Copies of all lines containing the string "bool" are needed from the data below.

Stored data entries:
┄┄┄┄┄┄
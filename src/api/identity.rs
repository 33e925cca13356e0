//! Caller identity.
//!
//! Token issuance and user accounts belong to an external identity service.
//! This module only resolves a bearer token into a [`Caller`] through the
//! [`Authenticator`] seam and exposes the result as axum extractors.

use std::collections::HashMap;
use std::str::FromStr;

use axum::extract::FromRequestParts;
use axum::http::header::AUTHORIZATION;
use axum::http::request::Parts;

use super::error::ApiErrorResponse;
use super::state::AppState;
use crate::domain::UserId;
use crate::infrastructure::ConfigurationError;

const BEARER_PREFIX: &str = "Bearer ";

// =============================================================================
// Role / Caller
// =============================================================================

/// Authorization level of a caller.
#[derive(Debug, Clone, Copy, PartialEq, Eq, Hash)]
pub enum Role {
    /// Regular shopper.
    User,
    /// Store administrator.
    Admin,
}

impl FromStr for Role {
    type Err = String;

    fn from_str(value: &str) -> Result<Self, Self::Err> {
        match value.to_lowercase().as_str() {
            "user" => Ok(Self::User),
            "admin" => Ok(Self::Admin),
            other => Err(format!("unknown role '{other}'")),
        }
    }
}

/// An authenticated caller.
#[derive(Debug, Clone, PartialEq, Eq)]
pub struct Caller {
    /// Identity of the caller.
    pub user_id: UserId,
    /// Authorization level.
    pub role: Role,
}

impl Caller {
    /// Returns `true` for administrators.
    #[must_use]
    pub fn is_admin(&self) -> bool {
        self.role == Role::Admin
    }
}

/// A caller that has been verified to hold the admin role.
#[derive(Debug, Clone, PartialEq, Eq)]
pub struct AdminCaller(pub Caller);

// =============================================================================
// Authenticator
// =============================================================================

/// Resolves a bearer token into a caller.
pub trait Authenticator: Send + Sync {
    /// Returns the caller the token belongs to, or `None` if it is not valid.
    fn authenticate(&self, token: &str) -> Option<Caller>;
}

/// Authenticator backed by a fixed token table.
///
/// The table is written as `token=user_id:role` entries separated by `,`:
///
/// ```text
/// AUTH_TOKENS=alice-token=alice:user,ops-token=ops:admin
/// ```
#[derive(Debug, Clone, Default)]
pub struct StaticTokenAuthenticator {
    callers: HashMap<String, Caller>,
}

impl StaticTokenAuthenticator {
    /// Creates an authenticator that accepts no token.
    #[must_use]
    pub fn new() -> Self {
        Self::default()
    }

    /// Adds a token.
    #[must_use]
    pub fn with_token(mut self, token: impl Into<String>, user_id: UserId, role: Role) -> Self {
        self.callers.insert(token.into(), Caller { user_id, role });
        self
    }

    /// Parses a token table.
    ///
    /// # Errors
    ///
    /// Returns `ConfigurationError::InvalidValue` for a malformed entry.
    pub fn parse(table: &str) -> Result<Self, ConfigurationError> {
        table
            .split(',')
            .map(str::trim)
            .filter(|entry| !entry.is_empty())
            .try_fold(Self::new(), |authenticator, entry| {
                let invalid = |message: String| ConfigurationError::InvalidValue {
                    key: "AUTH_TOKENS",
                    message,
                };
                let (token, identity) = entry
                    .split_once('=')
                    .ok_or_else(|| invalid(format!("entry '{entry}' is missing '='")))?;
                let (user_id, role) = identity
                    .split_once(':')
                    .ok_or_else(|| invalid(format!("entry '{entry}' is missing ':role'")))?;
                if token.trim().is_empty() || user_id.trim().is_empty() {
                    return Err(invalid(format!("entry '{entry}' has an empty token or user")));
                }
                let role = role.trim().parse::<Role>().map_err(invalid)?;

                Ok(authenticator.with_token(token.trim(), UserId::new(user_id.trim()), role))
            })
    }

    /// Number of known tokens.
    #[must_use]
    pub fn len(&self) -> usize {
        self.callers.len()
    }

    /// Returns `true` when no token is configured.
    #[must_use]
    pub fn is_empty(&self) -> bool {
        self.callers.is_empty()
    }
}

impl Authenticator for StaticTokenAuthenticator {
    fn authenticate(&self, token: &str) -> Option<Caller> {
        self.callers.get(token).cloned()
    }
}

// =============================================================================
// Extractors
// =============================================================================

impl FromRequestParts<AppState> for Caller {
    type Rejection = ApiErrorResponse;

    async fn from_request_parts(
        parts: &mut Parts,
        state: &AppState,
    ) -> Result<Self, Self::Rejection> {
        let token = parts
            .headers
            .get(AUTHORIZATION)
            .and_then(|value| value.to_str().ok())
            .and_then(|value| value.strip_prefix(BEARER_PREFIX))
            .map(str::trim)
            .filter(|token| !token.is_empty())
            .ok_or_else(|| ApiErrorResponse::unauthorized("No token, authorization denied"))?;

        state
            .authenticator
            .authenticate(token)
            .ok_or_else(|| ApiErrorResponse::unauthorized("Token is not valid"))
    }
}

impl FromRequestParts<AppState> for AdminCaller {
    type Rejection = ApiErrorResponse;

    async fn from_request_parts(
        parts: &mut Parts,
        state: &AppState,
    ) -> Result<Self, Self::Rejection> {
        let caller = Caller::from_request_parts(parts, state).await?;
        if caller.is_admin() {
            Ok(Self(caller))
        } else {
            tracing::warn!(user_id = %caller.user_id, "Admin route refused");
            Err(ApiErrorResponse::forbidden("Access denied: admin only"))
        }
    }
}

#[cfg(test)]
mod tests {
    use super::*;
    use rstest::rstest;

    #[rstest]
    fn parse_reads_every_entry() {
        let authenticator =
            StaticTokenAuthenticator::parse("t1=alice:user, t2=ops:ADMIN ,").unwrap();

        assert_eq!(authenticator.len(), 2);
        assert_eq!(
            authenticator.authenticate("t1"),
            Some(Caller {
                user_id: UserId::new("alice"),
                role: Role::User,
            })
        );
        assert!(authenticator.authenticate("t2").unwrap().is_admin());
        assert_eq!(authenticator.authenticate("t3"), None);
    }

    #[rstest]
    fn parse_empty_table_accepts_nothing() {
        assert!(StaticTokenAuthenticator::parse("").unwrap().is_empty());
    }

    #[rstest]
    #[case("t1")]
    #[case("t1=alice")]
    #[case("t1=alice:root")]
    #[case("=alice:user")]
    fn parse_rejects_malformed_entries(#[case] table: &str) {
        assert!(matches!(
            StaticTokenAuthenticator::parse(table),
            Err(ConfigurationError::InvalidValue {
                key: "AUTH_TOKENS",
                ..
            })
        ));
    }
}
┄┄┄┄┄┄
Your solution –
    pub fn is_admin(&self) -> bool {
    pub fn is_empty(&self) -> bool {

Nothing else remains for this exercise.